そうです。今のパックには、物に触ることができないし、姿も見えない・・・はずなのですが・・・。
「あら、すり抜けた!」
あの女の子がパックに話しかけました。ボールを拾いに来たようです。
「僕が見えるの」
「ええ、さあ『ダンゴ』。皆のところに帰してあげるわ」
女の子はボールを拾うと、仲間に放り投げました。
「ダンゴってボールのこと?ボールに名前がついているの」
女の子は少しの間、返事をしませんでした。高台から街を見つめます。
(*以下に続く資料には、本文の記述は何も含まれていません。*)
pub mod auth;
pub mod response;

pub use auth::{bearer_auth_middleware, extract_bearer_token, AuthUser};
pub use response::{ApiResponse, ApiResult};
use std::path::PathBuf;
use std::time::Duration;

use anyhow::Context;
use clap::Parser;
use tracing_subscriber::EnvFilter;

use prompt_enhancer_api::auth::TokenVerifier;
use prompt_enhancer_api::config::AppConfig;
use prompt_enhancer_api::database::StoreHandle;
use prompt_enhancer_api::{app, AppState};

#[derive(Parser, Debug)]
#[command(name = "prompt-enhancer-api")]
#[command(about = "Prompt enhancement API server")]
#[command(version)]
struct Args {
    /// Bind address (overrides HOST)
    #[arg(long)]
    host: Option<String>,

    /// Port to listen on (overrides PORT / API_PORT)
    #[arg(short, long)]
    port: Option<u16>,

    /// Environment file to load instead of ./.env
    #[arg(long)]
    env_file: Option<PathBuf>,
}

#[tokio::main]
async fn main() -> anyhow::Result<()> {
    let args = Args::parse();

    // Load .env if present so cargo run picks up DATABASE_URL, AUTH_JWT_SECRET, etc.
    match &args.env_file {
        Some(path) => {
            dotenvy::from_path(path).with_context(|| format!("failed to load {}", path.display()))?;
        }
        None => {
            let _ = dotenvy::dotenv();
        }
    }

    tracing_subscriber::fmt()
        .with_env_filter(
            EnvFilter::try_from_default_env().unwrap_or_else(|_| EnvFilter::new("info,prompt_enhancer_api=debug")),
        )
        .init();

    let mut config = AppConfig::from_env();
    if let Some(host) = args.host {
        config.server.host = host;
    }
    if let Some(port) = args.port {
        config.server.port = port;
    }
    tracing::info!("Starting Prompt Enhancer API in {:?} mode", config.environment);

    let store = match StoreHandle::connect(&config.database).await {
        Ok(handle) => handle,
        Err(e) => {
            tracing::error!("Document store connection failed, continuing degraded: {}", e);
            StoreHandle::degraded()
        }
    };

    let verifier = TokenVerifier::from_config(&config).context("failed to build token verifier")?;
    if config.anonymous_fallback_enabled() {
        tracing::warn!("Anonymous fallback identity is enabled; do not use this setting outside development");
    }

    let sweep = Duration::from_secs(config.cache.sweep_interval_secs);
    let bind_addr = format!("{}:{}", config.server.host, config.server.port);

    let state = AppState::new(config, store.clone(), verifier);
    let token_sweeper = state.verifier.spawn_sweeper(sweep);
    let cache_sweeper = state.cache.spawn_sweeper(sweep);

    let listener = tokio::net::TcpListener::bind(&bind_addr)
        .await
        .with_context(|| format!("failed to bind {}", bind_addr))?;
    tracing::info!("Prompt Enhancer API listening on http://{}", bind_addr);

    axum::serve(listener, app(state))
        .with_graceful_shutdown(shutdown_signal())
        .await
        .context("server error")?;

    token_sweeper.abort();
    cache_sweeper.abort();
    store.close().await;
    tracing::info!("Shutdown complete");
    Ok(())
}

async fn shutdown_signal() {
    if let Err(e) = tokio::signal::ctrl_c().await {
        tracing::error!("Failed to listen for shutdown signal: {}", e);
    }
    tracing::info!("Shutdown signal received");
}
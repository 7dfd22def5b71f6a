use std::collections::HashSet;
use std::fmt;

use async_trait::async_trait;
use lazy_static::lazy_static;

use fnr_core::{Classification, Label, Result, TextClassifier};

lazy_static! {
    static ref POSITIVE_WORDS: HashSet<&'static str> = [
        "good", "great", "positive", "success", "successful", "growth", "improve",
        "improved", "gain", "gains", "rose", "rise", "up", "benefit", "strong",
        "record", "win", "won", "approve", "approved", "confirmed", "progress",
        "recovery", "safe", "stable", "agreement", "support", "breakthrough",
    ]
    .into_iter()
    .collect();
    static ref NEGATIVE_WORDS: HashSet<&'static str> = [
        "bad", "terrible", "negative", "failure", "failed", "crisis", "collapse",
        "loss", "losses", "fell", "fall", "down", "threat", "weak", "fraud",
        "scandal", "fake", "hoax", "lie", "lies", "false", "panic", "disaster",
        "shocking", "outrage", "conspiracy", "secret", "exposed", "denied",
    ]
    .into_iter()
    .collect();
}

/// Word-list sentiment classifier. A deliberately simple stand-in for a
/// purpose-trained model behind the same capability trait; anything
/// production-grade should swap in a real backend.
pub struct LexiconClassifier;

impl LexiconClassifier {
    pub fn new() -> Self {
        Self
    }
}

impl Default for LexiconClassifier {
    fn default() -> Self {
        Self::new()
    }
}

impl fmt::Debug for LexiconClassifier {
    fn fmt(&self, f: &mut fmt::Formatter<'_>) -> fmt::Result {
        f.debug_struct("LexiconClassifier").finish()
    }
}

#[async_trait]
impl TextClassifier for LexiconClassifier {
    fn name(&self) -> &str {
        "lexicon"
    }

    async fn classify(&self, text: &str) -> Result<Classification> {
        let mut positive = 0usize;
        let mut negative = 0usize;

        for word in text.split_whitespace() {
            let word: String = word
                .chars()
                .filter(|c| c.is_alphanumeric())
                .flat_map(|c| c.to_lowercase())
                .collect();
            if POSITIVE_WORDS.contains(word.as_str()) {
                positive += 1;
            } else if NEGATIVE_WORDS.contains(word.as_str()) {
                negative += 1;
            }
        }

        let total = positive + negative;
        if total == 0 {
            // No sentiment signal at all; neutral-positive.
            return Ok(Classification {
                label: Label::Positive,
                confidence: 0.5,
            });
        }

        let (label, hits) = if negative > positive {
            (Label::Negative, negative)
        } else {
            (Label::Positive, positive)
        };
        let confidence = 0.5 + 0.5 * (hits as f64 / total as f64);

        Ok(Classification {
            label,
            confidence: confidence.min(1.0),
        })
    }
}

#[cfg(test)]
mod tests {
    use super::*;

    #[tokio::test]
    async fn test_positive_text() {
        let classifier = LexiconClassifier::new();
        let result = classifier
            .classify("Markets rose on strong gains and record growth.")
            .await
            .unwrap();
        assert_eq!(result.label, Label::Positive);
        assert!(result.confidence > 0.5);
    }

    #[tokio::test]
    async fn test_negative_text() {
        let classifier = LexiconClassifier::new();
        let result = classifier
            .classify("Shocking scandal exposed as a fraud and a hoax!")
            .await
            .unwrap();
        assert_eq!(result.label, Label::Negative);
        assert!(result.confidence > 0.6);
    }

    #[tokio::test]
    async fn test_neutral_text() {
        let classifier = LexiconClassifier::new();
        let result = classifier
            .classify("The meeting is scheduled for Tuesday afternoon.")
            .await
            .unwrap();
        assert_eq!(result.label, Label::Positive);
        assert_eq!(result.confidence, 0.5);
    }

    #[tokio::test]
    async fn test_punctuation_and_case_ignored() {
        let classifier = LexiconClassifier::new();
        let result = classifier.classify("FRAUD! Scandal.").await.unwrap();
        assert_eq!(result.label, Label::Negative);
        assert_eq!(result.confidence, 1.0);
    }
}
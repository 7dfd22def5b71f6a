use async_trait::async_trait;
use chrono::DateTime;
use reqwest::Client;
use scraper::{Html, Selector};
use tracing::warn;

use crate::{fetch, jsonld, source::source_name_from_url};
use fnr_core::{ExtractedArticle, Result, SourceMetadata};

/// Minimum body length for the strategy to accept its own result.
/// Anything shorter is likely a paywall stub or a consent page.
const MIN_CONTENT_CHARS: usize = 100;

/// Minimum paragraph length worth keeping; shorter ones are usually
/// captions, share buttons, or section labels.
const MIN_PARAGRAPH_CHARS: usize = 20;

/// Containers that usually hold the article body, in probe order.
const CONTENT_CONTAINERS: &[&str] = &[
    "article",
    "main",
    ".content, .article, .post, .entry",
    "#content, #article, #post, #entry",
    "body",
];

/// Primary strategy: boilerplate removal tuned for news pages. Pulls
/// the title, the paragraph text of the main content container, the
/// publish date, and the authors. Accepts the result only when both
/// title and a substantial body were found; all of its own failures
/// degrade to a fall-through so the generic strategy gets a turn.
pub struct ArticleStrategy;

impl ArticleStrategy {
    pub fn new() -> Self {
        Self
    }
}

impl Default for ArticleStrategy {
    fn default() -> Self {
        Self::new()
    }
}

#[async_trait]
impl super::ExtractionStrategy for ArticleStrategy {
    fn name(&self) -> &str {
        "article"
    }

    async fn try_extract(&self, client: &Client, url: &str) -> Result<Option<ExtractedArticle>> {
        let html = match fetch::fetch_html(client, url).await {
            Ok(html) => html,
            Err(e) => {
                // The fallback strategy performs its own fetch and will
                // surface a persistent transport failure itself.
                warn!("article download failed for {}: {}", url, e);
                return Ok(None);
            }
        };

        Ok(parse_article(&html, url))
    }
}

/// Synchronous parse pass. `Html` is not `Send`, so it must never live
/// across an await point.
fn parse_article(html: &str, url: &str) -> Option<ExtractedArticle> {
    let document = Html::parse_document(html);

    let title = extract_title(&document)?;
    let content = extract_body(&document)?;

    if title.is_empty() || content.len() <= MIN_CONTENT_CHARS {
        return None;
    }

    let metadata = SourceMetadata {
        published_date: extract_published_date(&document),
        author: extract_author(&document),
        source: Some(source_name_from_url(url)),
    };

    Some(ExtractedArticle {
        title,
        content,
        metadata,
        url: url.to_string(),
    })
}

fn extract_title(document: &Html) -> Option<String> {
    for selector in ["meta[property=\"og:title\"]", "h1", "title"] {
        let Ok(selector) = Selector::parse(selector) else {
            continue;
        };
        if let Some(element) = document.select(&selector).next() {
            let title = match element.value().attr("content") {
                Some(content) => content.trim().to_string(),
                None => {
                    let text = element.text().collect::<String>();
                    text.trim().to_string()
                }
            };
            if !title.is_empty() {
                return Some(title);
            }
        }
    }
    None
}

fn extract_body(document: &Html) -> Option<String> {
    let paragraph = Selector::parse("p").ok()?;

    for container in CONTENT_CONTAINERS {
        let Ok(selector) = Selector::parse(container) else {
            continue;
        };
        let Some(element) = document.select(&selector).next() else {
            continue;
        };

        let paragraphs: Vec<String> = element
            .select(&paragraph)
            .map(|p| p.text().collect::<String>().trim().to_string())
            .filter(|text| text.len() > MIN_PARAGRAPH_CHARS)
            .collect();

        let content = normalize_whitespace(&paragraphs.join(" "));
        if content.len() > MIN_CONTENT_CHARS {
            return Some(content);
        }
    }

    None
}

fn extract_published_date(document: &Html) -> Option<String> {
    let meta = Selector::parse("meta[property=\"article:published_time\"]").ok()?;
    let raw = document
        .select(&meta)
        .next()
        .and_then(|el| el.value().attr("content"))
        .map(|s| s.trim().to_string())
        .filter(|s| !s.is_empty())
        .or_else(|| jsonld::extract_date_published(document))?;

    // Timestamps are reduced to a plain date; anything unparseable is
    // passed through as found.
    match DateTime::parse_from_rfc3339(&raw) {
        Ok(date) => Some(date.format("%Y-%m-%d").to_string()),
        Err(_) => Some(raw),
    }
}

fn extract_author(document: &Html) -> Option<String> {
    let authors = jsonld::extract_authors(document);
    if !authors.is_empty() {
        return Some(authors.join(", "));
    }

    let meta = Selector::parse("meta[name=\"author\"]").ok()?;
    document
        .select(&meta)
        .next()
        .and_then(|el| el.value().attr("content"))
        .map(|s| s.trim().to_string())
        .filter(|s| !s.is_empty())
}

fn normalize_whitespace(text: &str) -> String {
    text.split_whitespace().collect::<Vec<_>>().join(" ")
}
いえ、壊れた街を。
「キャプテンのあだ名だったの。丸顔でおダンゴが好きで、名前が「たいこ」だったから、皆・・・、コーチもそう呼んでたの」
「その人・・・亡くなった人ですね」
「うん、あの日、ダンゴは弟が熱をだしていたので練習に出ないで早く帰ったのよ。地震の後、心配したダンゴのお姉さんが家に向かったそうだけど・・・。ダンゴと弟は、この前、見つかった・・・。でもお姉さんはまだ、行方不明・・・。コーチの婚約者だったのに」
長い顔を真っ赤にしながら、コーチは大声で指示をだしています。ちょと、厳しすぎると思っていましたが・・・
「コーチ・・・悲しいんでしょうね」
「そうだと思うの。でも、コーチが言ったわ。「ボールをダンゴと思おう。一緒に練習して、必ず全国大会に連れて行こうって」
女の子がそう言い終わった時、歌が聞こえてきました。
「苦しく立って~。悲しくたって~」
バレー部員が座り込んで歌っています。もう、体力は限界のようです。
「コートの中では平気なの~」
女の子も歌いながら、皆の所に戻っていきます。
コーチも歌い始めました。
「串に刺さったダンゴ~」
大切にボールを頭につけて、彼は別の歌を歌っています。真剣な顔をして一生懸命に歌っています。
「ダンゴ三兄弟~」きっと、婚約者の3人姉弟を想っているのでしょう。パックの目にはボールの反対側に男の子も見えてきました。コーチの心の中の姉、ボールのダンゴ、そして霊となった弟が串団子のように一列に揃っている・・・。
それにしてもまったく、別々の歌なのに、合っています。なんというハーモニーでしょう。
とっても、おかしくて、そして哀しい二重唱でしょう。
パックは笑いながら、涙が出てきました。
「さあ、戻るぞ!」
歌い終わった部員たちはコーチの声で立ちあがり、並びました。
でも、あの女の子は、パックに向かって、手を振りました。
「耳のとがった可愛い坊や、またね」
パックも手を振ります。でもなんと声をかけていいのかわかりません。「がんばって」はいえません。がんばっているから。「頑張らないでもいいよ」も言えません。こんなにがんばっているのに失礼です。
「またね」
パックはそう叫びました。女の子は嬉しそうに、もう一度手を振ります。
「ヴァルトシュッテンテン男爵夫人、遅れるな!」
「はい、『夜空に~』」
女の子は歌いながら、走って行きました。
あの子の名前は男爵夫人・・・なのでしょうか。
ひとり残ったパックは公園の片隅で街を、眺めました。
やはり、怒りや悲しみ、罪の意識はあの海の波のように何度も、人々の心を襲っているようです。
ずっとずっと消えない苦しみ。
パックは監督やコーチの顔を思い出しました。慰めでは届かない彼らの悲しみ、せつなさ、怒りヴァルトシュテッテン・・・。
でも、あの歌が聞こえてきました。共に苦しむ黒い歌が。山の中に黒い影があります。そこから歌は聞こえてくる・・・。
一瞬、その黒い影が人間に見えました。黒い髪に白い顔・・・。いえ、陽があたってきらめいた木の葉たちでしょう。